Communication is the bridge that connects us to others. If we build it the wrong way, sooner or later, it will tumble down.

Rebuilding communication is even more challenging for people in recovery from addiction. They frequently feel frustrated and irritable and often act aggressively toward others.

In this article, we’ll discuss the ways to replace aggression with healthier communication strategies.

What Does It Mean to Be in Recovery from Addiction?

The definition of addiction recovery differs for every person since there are no two identical journeys to sobriety. Recovery is not only about stopping alcohol or drug use, gambling, or other addictions; the term has a unique meaning for every recovering addict.

One person tries to regain confidence, while others want to repair the damage they caused to others. Healthy communication is the way to achieve many of those individual goals.

Why Should It Concern You?

If you believe that you, of all people, are a great communicator, ask yourself the following questions:

  • Have you ever shouted at your relatives while in recovery?
  • Have you manipulated their feelings to get what you want?
  • Have you ended a conversation abruptly or stonewalled?
  • Have you used sarcasm as a defense mechanism?

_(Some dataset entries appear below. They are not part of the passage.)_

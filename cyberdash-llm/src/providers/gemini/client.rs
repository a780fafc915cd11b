//! Gemini HTTP client

use super::types::ApiError;
use crate::providers::{invalid_response, request_failed, transport_failed};
use crate::LlmResult;
use reqwest::Client;
use serde::{de::DeserializeOwned, Serialize};
use std::time::Duration;

pub(crate) const PROVIDER: &str = "gemini";

/// Default Generative Language API root.
pub const DEFAULT_BASE_URL: &str = "https://generativelanguage.googleapis.com/v1beta";

/// Gemini API client. One request per call; no retry or rate limiting.
pub struct GeminiClient {
    client: Client,
    api_key: String,
    base_url: String,
}

impl GeminiClient {
    /// Create a new Gemini client.
    ///
    /// # Arguments
    /// * `api_key` - Generative Language API key
    /// * `timeout` - Whole-request timeout
    pub fn new(api_key: impl Into<String>, timeout: Duration) -> LlmResult<Self> {
        let client = Client::builder()
            .timeout(timeout)
            .build()
            .map_err(|e| request_failed(PROVIDER, 0, format!("Failed to build HTTP client: {}", e)))?;
        Ok(Self {
            client,
            api_key: api_key.into(),
            base_url: DEFAULT_BASE_URL.to_string(),
        })
    }

    /// Point the client at a different API root.
    pub fn with_base_url(mut self, base_url: impl Into<String>) -> Self {
        self.base_url = base_url.into().trim_end_matches('/').to_string();
        self
    }

    pub fn base_url(&self) -> &str {
        &self.base_url
    }

    /// URL of the `generateContent` method for a model.
    pub fn generate_url(&self, model: &str) -> String {
        format!("{}/models/{}:generateContent", self.base_url, model)
    }

    /// POST a JSON body to the model's `generateContent` method.
    pub async fn generate<Req: Serialize, Res: DeserializeOwned>(
        &self,
        model: &str,
        body: &Req,
    ) -> LlmResult<Res> {
        let url = self.generate_url(model);
        let response = self
            .client
            .post(&url)
            .header("x-goog-api-key", &self.api_key)
            .header("Content-Type", "application/json")
            .json(body)
            .send()
            .await
            .map_err(|e| transport_failed(PROVIDER, e))?;

        let status = response.status();
        if status.is_success() {
            response
                .json()
                .await
                .map_err(|e| invalid_response(PROVIDER, format!("Failed to parse response: {}", e)))
        } else {
            let error_text = response
                .text()
                .await
                .unwrap_or_else(|_| "Unknown error".to_string());
            Err(request_failed(
                PROVIDER,
                status.as_u16(),
                error_message(&error_text),
            ))
        }
    }
}

/// Message from a JSON error envelope, or the raw body.
pub(crate) fn error_message(body: &str) -> String {
    match serde_json::from_str::<ApiError>(body) {
        Ok(api_error) => api_error.error.message,
        Err(_) => body.to_string(),
    }
}

impl std::fmt::Debug for GeminiClient {
    fn fmt(&self, f: &mut std::fmt::Formatter<'_>) -> std::fmt::Result {
        f.debug_struct("GeminiClient")
            .field("base_url", &self.base_url)
            .field("api_key", &"[REDACTED]")
            .finish()
    }
}

#[cfg(test)]
mod tests {
    use super::*;

    #[test]
    fn test_debug_redacts_key() {
        let client = GeminiClient::new("secret-key", Duration::from_secs(5)).unwrap();
        let debug = format!("{:?}", client);
        assert!(debug.contains("[REDACTED]"));
        assert!(!debug.contains("secret-key"));
    }

    #[test]
    fn test_generate_url() {
        let client = GeminiClient::new("k", Duration::from_secs(5))
            .unwrap()
            .with_base_url("http://localhost:9999/v1beta/");
        assert_eq!(
            client.generate_url("gemini-2.5-flash"),
            "http://localhost:9999/v1beta/models/gemini-2.5-flash:generateContent"
        );
    }

    #[test]
    fn test_error_message_prefers_envelope() {
        assert_eq!(
            error_message(r#"{"error":{"message":"quota exceeded"}}"#),
            "quota exceeded"
        );
        assert_eq!(error_message("bad gateway"), "bad gateway");
    }

    #[tokio::test]
    async fn test_stalled_upstream_times_out() {
        let listener = tokio::net::TcpListener::bind("127.0.0.1:0").await.unwrap();
        let addr = listener.local_addr().unwrap();
        // Accept and hold the connection without ever answering.
        let server = tokio::spawn(async move {
            let (socket, _) = listener.accept().await.unwrap();
            tokio::time::sleep(Duration::from_secs(5)).await;
            drop(socket);
        });

        let client = GeminiClient::new("k", Duration::from_millis(100))
            .unwrap()
            .with_base_url(format!("http://{}", addr));
        let err = client
            .generate::<_, serde_json::Value>("gemini-2.5-flash", &serde_json::json!({}))
            .await
            .unwrap_err();
        assert!(matches!(err, crate::LlmError::Timeout { .. }), "{:?}", err);
        server.abort();
    }
}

If any of the above are among your usual tactics for conducting a conversation, you’re using unhealthy communication patterns. And people don’t particularly enjoy spending time with those who resort to manipulating, shouting, or storming out of the room whenever they want.

If you continue to use these tactics, you risk ending up socially isolated, which will deprive you of the support you need to fight your addiction. Switching to a healthy communication style will save you from losing important people and help you rebuild trust in your relationships.

What is Assertiveness, and How Will It Help?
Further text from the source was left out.